12. The system of claim 8, wherein the further electric machine is a vehicle battery charging station.

13. A process for providing operating current supply and charging current supply in different modes of operation by way of a system having an electric machine including a rotor and a stator having stator windings, at least one charge storage device including charge storage device terminals, an inverter disposed between the charge storage device terminals and the electric machine, the inverter including a plurality of inverter phases, and a contact arrangement disposed so as to modify electrical interconnections between the inverter and the stator windings, the process comprising: driving the rotor of the electrical machine in a supply mode by controlling the contact arrangement so that each inverter phase is electrically interconnected with a stator winding set having windings separated from each other by a plurality of stator windings in other winding sets, andcharging the charge storage device through the inverter in a charge mode by controlling the contact arrangement so that each inverter phase is electrically interconnected with a stator winding set having windings that are directly adjacent to each other and are not separated from each other for receiving current supplied from an external source through the stator windings.

14. The process of claim 13, wherein the contact arrangement is disposed between the electric machine and the inverter, and further comprising modifying electrical interconnections between the inverter phases and the stator windings by way of the contact arrangement.

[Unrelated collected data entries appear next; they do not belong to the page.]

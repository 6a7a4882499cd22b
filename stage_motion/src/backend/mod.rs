//! Device backends of axes and digital IO.
//!
//! An [`Axis`](crate::axis::Axis) or [`DigitalIo`](crate::io::DigitalIo)
//! holds one boxed backend chosen at system init and never asks which kind
//! it has:
//!
//! | Backend         | Reads                         | Writes                     |
//! |-----------------|-------------------------------|----------------------------|
//! | `LiveAxis`      | driver, refreshing the cache  | driver                     |
//! | `SimulatedAxis` | cache                         | cache                      |
//! | `LiveIo`        | driver, refreshing the mirror | driver (outputs only)      |
//! | `SimulatedIo`   | mirror                        | mirror                     |
//!
//! All positions crossing this seam are millimetres; pulse conversion
//! happens inside the live backends with the axis's [`UnitConverter`].

mod live;
mod simulated;

pub use live::{LiveAxis, LiveIo};
pub(crate) use live::{read_io, reset_axis};
pub use simulated::{SimulatedAxis, SimulatedIo};

use crate::poll::PollTiming;
use stage_common::error::MotionError;
use stage_common::hal::config::{DigitalIoConfig, HomeParams, MotionParams};
use stage_common::hal::types::{CompareStatus, MotionIo};
use stage_common::units::UnitConverter;

/// Last known state of one axis.
///
/// Authoritative offline; online every read overwrites it.
#[derive(Debug, Clone, Copy, PartialEq, Default)]
pub struct AxisCache {
    /// Command position [mm].
    pub command: f64,
    /// Feedback position [mm].
    pub feedback: f64,
    /// Limit/enable/moving/alarm snapshot.
    pub io: MotionIo,
}

impl AxisCache {
    /// Zero both positions.
    #[inline]
    pub fn zero(&mut self) {
        self.command = 0.0;
        self.feedback = 0.0;
    }
}

/// Evenly spaced trigger program in physical units.
#[derive(Debug, Clone, Copy, PartialEq)]
pub struct TriggerLinear {
    /// Compare channel.
    pub channel: u16,
    /// First position [mm].
    pub start: f64,
    /// Spacing [mm]; negative counts down.
    pub interval: f64,
    /// Number of positions.
    pub count: i32,
}

/// Operations an axis forwards to its device.
pub trait AxisBackend: Send {
    /// Energise or de-energise the drive.
    fn set_enabled(&mut self, cache: &mut AxisCache, on: bool) -> Result<(), MotionError>;

    /// Run homing for a configured (non-`None`) home mode.
    fn home(
        &mut self,
        cache: &mut AxisCache,
        params: &HomeParams,
        units: &UnitConverter,
        timing: &PollTiming,
    ) -> Result<(), MotionError>;

    /// Redefine the current position as zero.
    fn zero_position(&mut self, cache: &mut AxisCache) -> Result<(), MotionError>;

    /// Start a trapezoidal move to the absolute `target` [mm].
    fn move_to(
        &mut self,
        cache: &mut AxisCache,
        target: f64,
        params: &MotionParams,
        units: &UnitConverter,
    ) -> Result<(), MotionError>;

    /// Clear faults and pulse the axis reset line.
    fn reset(&mut self, cache: &mut AxisCache) -> Result<(), MotionError>;

    /// Clear the drive alarm.
    fn clear_alarm(&mut self, cache: &mut AxisCache) -> Result<(), MotionError>;

    /// Limit/enable/moving/alarm snapshot.
    fn motion_io(&mut self, cache: &mut AxisCache) -> Result<MotionIo, MotionError>;

    /// Command position [mm].
    fn command_position(
        &mut self,
        cache: &mut AxisCache,
        units: &UnitConverter,
    ) -> Result<f64, MotionError>;

    /// Feedback position [mm].
    fn feedback_position(
        &mut self,
        cache: &mut AxisCache,
        units: &UnitConverter,
    ) -> Result<f64, MotionError>;

    /// Program and arm a list compare on `channel`.
    fn configure_trigger_list(
        &mut self,
        channel: u16,
        positions: &[f64],
        units: &UnitConverter,
    ) -> Result<(), MotionError>;

    /// Program and arm an evenly spaced compare.
    fn configure_trigger_linear(
        &mut self,
        program: &TriggerLinear,
        units: &UnitConverter,
    ) -> Result<(), MotionError>;

    /// Disarm a compare channel.
    fn stop_trigger(&mut self, channel: u16) -> Result<(), MotionError>;

    /// Fire an immediate pulse burst.
    fn software_trigger(
        &mut self,
        channel: u16,
        pulse_count: i32,
        interval_us: i16,
    ) -> Result<(), MotionError>;

    /// Status of a compare channel.
    fn trigger_status(&mut self, channel: u16) -> Result<CompareStatus, MotionError>;
}

/// Operations a digital IO point forwards to its device.
pub trait IoBackend: Send {
    /// Read the bit, refreshing `mirror` where the device is authoritative.
    fn get(&mut self, config: &DigitalIoConfig, mirror: &mut bool) -> Result<bool, MotionError>;

    /// Write the bit.
    fn set(
        &mut self,
        config: &DigitalIoConfig,
        mirror: &mut bool,
        value: bool,
    ) -> Result<(), MotionError>;
}
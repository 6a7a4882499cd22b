//! Shared fixtures: a configuration directory and a system over the simulation driver.

#![allow(dead_code)]

use stage_hal::drivers::simulation::SimulationDriver;
use stage_motion::prelude::*;
use std::fs;
use std::path::Path;
use std::sync::Arc;
use tempfile::TempDir;

/// Logical ids of the fixture axes.
pub const X: usize = 0;
pub const Y: usize = 1;
pub const Z: usize = 2;
pub const W: usize = 3;

/// X, Y, Z on card 0 (ids 1..3), W on card 1 (id 1, no home mode).
pub const AXES: &str = r#"
[[axis]]
card_id = 0
id = 1
name = "X"
pulse_per_mm = 1000.0

[axis.home]
mode = "origin_switch"
max_seconds = 2.0

[axis.motion]
acc = 1.0
max_vel = 0.2
max_seconds = 1.0

[[axis]]
card_id = 0
id = 2
name = "Y"
pulse_per_mm = 2000.0

[axis.home]
mode = "index_signal"
max_seconds = 2.0

[axis.motion]
max_seconds = 1.0

[[axis]]
card_id = 0
id = 3
name = "Z"
pulse_per_mm = 500.0

[axis.motion]
max_seconds = 1.0

[[axis]]
card_id = 1
id = 1
name = "W"
pulse_per_mm = 1000.0

[axis.motion]
max_seconds = 1.0
"#;

pub const IOS: &str = r#"
[[io]]
name = "vacuum"
bit_no = 2
output = true

[[io]]
name = "part_present"
bit_no = 5
output = false
"#;

pub const FAST_TIMING: &str = r#"
[shared]
service_name = "bench"

[timing]
motion_poll_ms = 0
home_poll_ms = 0
line_poll_ms = 0
settle_ms = 0
line_timeout_seconds = 1.0
"#;

/// Write the axis, IO and timing tables plus `0.cfg` and `1.cfg`.
pub fn write_config(dir: &Path) {
    fs::write(dir.join("axis.toml"), AXES).unwrap();
    fs::write(dir.join("dio.toml"), IOS).unwrap();
    fs::write(dir.join("motion.toml"), FAST_TIMING).unwrap();
    fs::write(dir.join("0.cfg"), "vendor").unwrap();
    fs::write(dir.join("1.cfg"), "vendor").unwrap();
}

pub fn config_dir() -> TempDir {
    let dir = tempfile::tempdir().unwrap();
    write_config(dir.path());
    dir
}

/// Online system over a two-card simulation driver, call log cleared.
pub fn online() -> (TempDir, Arc<SimulationDriver>, MotionSystem) {
    let dir = config_dir();
    let driver = Arc::new(SimulationDriver::new().with_cards(2));
    let system = MotionSystem::init(dir.path(), OperatingMode::Online(driver.clone())).unwrap();
    driver.clear_calls();
    (dir, driver, system)
}

pub fn offline() -> (TempDir, MotionSystem) {
    let dir = config_dir();
    let system = MotionSystem::init(dir.path(), OperatingMode::Offline).unwrap();
    (dir, system)
}
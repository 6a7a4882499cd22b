//! System-wide constants for the stage motion workspace.
//!
//! Single source of truth for numeric limits, fallbacks and default file names.

/// Pulses per millimetre used when an axis is configured with a scale <= 0.
pub const FALLBACK_PULSE_PER_MM: f64 = 1000.0;

/// Axis table file name inside the configuration directory.
pub const AXIS_FILE: &str = "axis.toml";

/// Digital IO table file name inside the configuration directory.
pub const IO_FILE: &str = "dio.toml";

/// Optional system settings file name inside the configuration directory.
pub const SYSTEM_FILE: &str = "motion.toml";

/// Extension of the per-card vendor device configuration (`0.cfg`, `1.cfg`, ...).
pub const CARD_CONFIG_EXT: &str = "cfg";

/// Axes addressable on one controller card (width of the axis mask).
pub const AXES_PER_CARD: u16 = 32;

/// Number of position-compare channels per controller.
pub const COMPARE_CHANNELS: u16 = 2;

/// Width of the digital IO registers.
pub const IO_REGISTER_BITS: u16 = 32;

/// Default polling interval of `Axis::motion_done` in milliseconds.
pub const DEFAULT_MOTION_POLL_MS: u64 = 5;

/// Default polling interval of homing in milliseconds.
pub const DEFAULT_HOME_POLL_MS: u64 = 100;

/// Default polling interval of interpolation completion in milliseconds.
pub const DEFAULT_LINE_POLL_MS: u64 = 10;

/// Default settle delay in milliseconds (after homing success, before batched waits).
pub const DEFAULT_SETTLE_MS: u64 = 100;

/// Default interpolation completion budget in seconds.
pub const DEFAULT_LINE_TIMEOUT_S: f64 = 20.0;
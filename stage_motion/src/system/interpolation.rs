//! Straight-line interpolation over two or three axes of one card.
//!
//! The coordinate system (`COORD_SYSTEM`) and its command buffer
//! (`COMMAND_FIFO`) are shared by the whole process. Each line reconfigures
//! the coordinate system for the participating axes, clears the buffer,
//! enqueues one segment and starts it. Targets, velocity and acceleration are
//! converted with the pulse scale of the first axis.

use super::{MotionSystem, OperatingMode};
use crate::point::{Point2, Point3};
use crate::poll::{Deadline, pause};
use stage_common::error::MotionError;
use stage_common::hal::consts::{
    COMMAND_FIFO, COORD_DEC_ABRUPT, COORD_DEC_SMOOTH, COORD_EVEN_TIME, COORD_SYSTEM,
    LINE_XY_ACC_MAX, LINE_XY_VEL_MAX, LINE_XYZ_ACC_MAX, LINE_XYZ_VEL_MAX,
};
use stage_common::hal::driver::MotionDriver;
use stage_common::hal::types::{CoordConfig, LineSegment};
use tracing::{debug, trace, warn};

/// Coordinate system parameters for the hardware axis ids in `profile_ids`.
pub(crate) fn coord_config(profile_ids: &[u16]) -> CoordConfig {
    let mut profile = [0i16; 8];
    for (slot, id) in profile.iter_mut().zip(profile_ids) {
        *slot = *id as i16;
    }
    let (syn_acc_max, syn_vel_max) = if profile_ids.len() == 3 {
        (LINE_XYZ_ACC_MAX, LINE_XYZ_VEL_MAX)
    } else {
        (LINE_XY_ACC_MAX, LINE_XY_VEL_MAX)
    };
    CoordConfig {
        dimension: profile_ids.len() as i16,
        profile,
        origin: [0; 8],
        set_origin: true,
        even_time: COORD_EVEN_TIME,
        syn_acc_max,
        syn_vel_max,
        dec_smooth: COORD_DEC_SMOOTH,
        dec_abrupt: COORD_DEC_ABRUPT,
    }
}

/// Bit of `index` (1-based) in a coordinate system or buffer mask.
fn select_mask(index: i16) -> u16 {
    1u16 << index.saturating_sub(1).max(0)
}

impl MotionSystem {
    /// Start a two-axis straight line to `target` [mm].
    ///
    /// `vel` [m/s] and `acc` [m/s²] are resultant values along the path.
    ///
    /// # Errors
    ///
    /// - `IdOutOfRange` / `AxesNotInOneCard` before any driver call
    /// - `Driver` for the first failing driver call
    pub fn line_xy(
        &mut self,
        x: usize,
        y: usize,
        target: Point2,
        vel: f64,
        acc: f64,
    ) -> Result<(), MotionError> {
        self.line(&[x, y], &[target.x, target.y], vel, acc)
    }

    /// Start a three-axis straight line to `target` [mm].
    pub fn line_xyz(
        &mut self,
        ids: [usize; 3],
        target: Point3,
        vel: f64,
        acc: f64,
    ) -> Result<(), MotionError> {
        self.line(&ids, &[target.x, target.y, target.z], vel, acc)
    }

    /// [`line_xy`](Self::line_xy), settle, then [`line_done`](Self::line_done).
    pub fn line_xy_over(
        &mut self,
        x: usize,
        y: usize,
        target: Point2,
        vel: f64,
        acc: f64,
        max_seconds: Option<f64>,
    ) -> Result<(), MotionError> {
        self.line_xy(x, y, target, vel, acc)?;
        pause(self.settings.timing.settle());
        self.line_done(max_seconds)
    }

    /// [`line_xyz`](Self::line_xyz), settle, then [`line_done`](Self::line_done).
    pub fn line_xyz_over(
        &mut self,
        ids: [usize; 3],
        target: Point3,
        vel: f64,
        acc: f64,
        max_seconds: Option<f64>,
    ) -> Result<(), MotionError> {
        self.line_xyz(ids, target, vel, acc)?;
        pause(self.settings.timing.settle());
        self.line_done(max_seconds)
    }

    /// Wait until the coordinate system stops running.
    ///
    /// `max_seconds` defaults to `timing.line_timeout_seconds`. Status read
    /// errors are skipped and polling continues. Returns at once offline.
    pub fn line_done(&mut self, max_seconds: Option<f64>) -> Result<(), MotionError> {
        let Some(driver) = self.mode.driver() else {
            return Ok(());
        };
        let timing = self.settings.timing;
        let seconds = max_seconds.unwrap_or(timing.line_timeout_seconds);
        let deadline = Deadline::after_seconds(seconds);
        loop {
            if deadline.expired() {
                warn!("Interpolation still running after {} s", seconds);
                return Err(MotionError::TimeOut {
                    what: "line_done",
                    seconds,
                });
            }
            pause(timing.line_poll());
            match driver.coord_status(COORD_SYSTEM, COMMAND_FIFO) {
                Ok(status) if status.is_running() => {
                    trace!("Interpolation running, {} segments done", status.command_count);
                }
                Ok(_) => return Ok(()),
                Err(e) => debug!("Coordinate status read failed: {}", e),
            }
        }
    }

    fn line(&mut self, ids: &[usize], target: &[f64], vel: f64, acc: f64) -> Result<(), MotionError> {
        self.check_one_card(ids)?;

        let driver = match &self.mode {
            OperatingMode::Offline => {
                for (&id, &position) in ids.iter().zip(target) {
                    self.axes[id].abs_move(position, 1.0)?;
                }
                return Ok(());
            }
            OperatingMode::Online(driver) => driver.clone(),
        };

        let units = self.axes[ids[0]].units();
        let hw_ids: Vec<u16> = ids.iter().map(|&id| self.axes[id].hw().id).collect();
        let mut segment = LineSegment {
            target: [0; 3],
            dimension: ids.len(),
            vel: units.velocity_to_device(vel),
            acc: units.acceleration_to_device(acc),
            end_vel: 0.0,
        };
        for (slot, mm) in segment.target.iter_mut().zip(target) {
            *slot = units.mm_to_pulses(*mm);
        }
        debug!("Line over axes {:?} to {:?} pulses", hw_ids, &segment.target[..ids.len()]);

        start_line(driver.as_ref(), &coord_config(&hw_ids), &segment)
    }
}

fn start_line(
    driver: &dyn MotionDriver,
    config: &CoordConfig,
    segment: &LineSegment,
) -> Result<(), MotionError> {
    driver.set_coord_params(COORD_SYSTEM, config)?;
    driver.coord_clear(COORD_SYSTEM, COMMAND_FIFO)?;
    driver.coord_line(COORD_SYSTEM, COMMAND_FIFO, segment)?;
    driver.coord_start(select_mask(COORD_SYSTEM), select_mask(COMMAND_FIFO))?;
    Ok(())
}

15. The process of claim 13, wherein receiving the current includes receiving current supplied from a polyphase external source.

16. The process of claim 13, wherein receiving the current includes receiving current supplied from a single phase external source.

17. The process of claim 13, wherein the rotor is a permanent magnet rotor.

18. The process of claim 17, wherein the rotor has six poles.

19. The process of claim 13, wherein the electric machine is a permanent magnet motor.

20. The process of claim 13, further comprising disposing a further inverter between the charge storage device terminals and a further electric machine.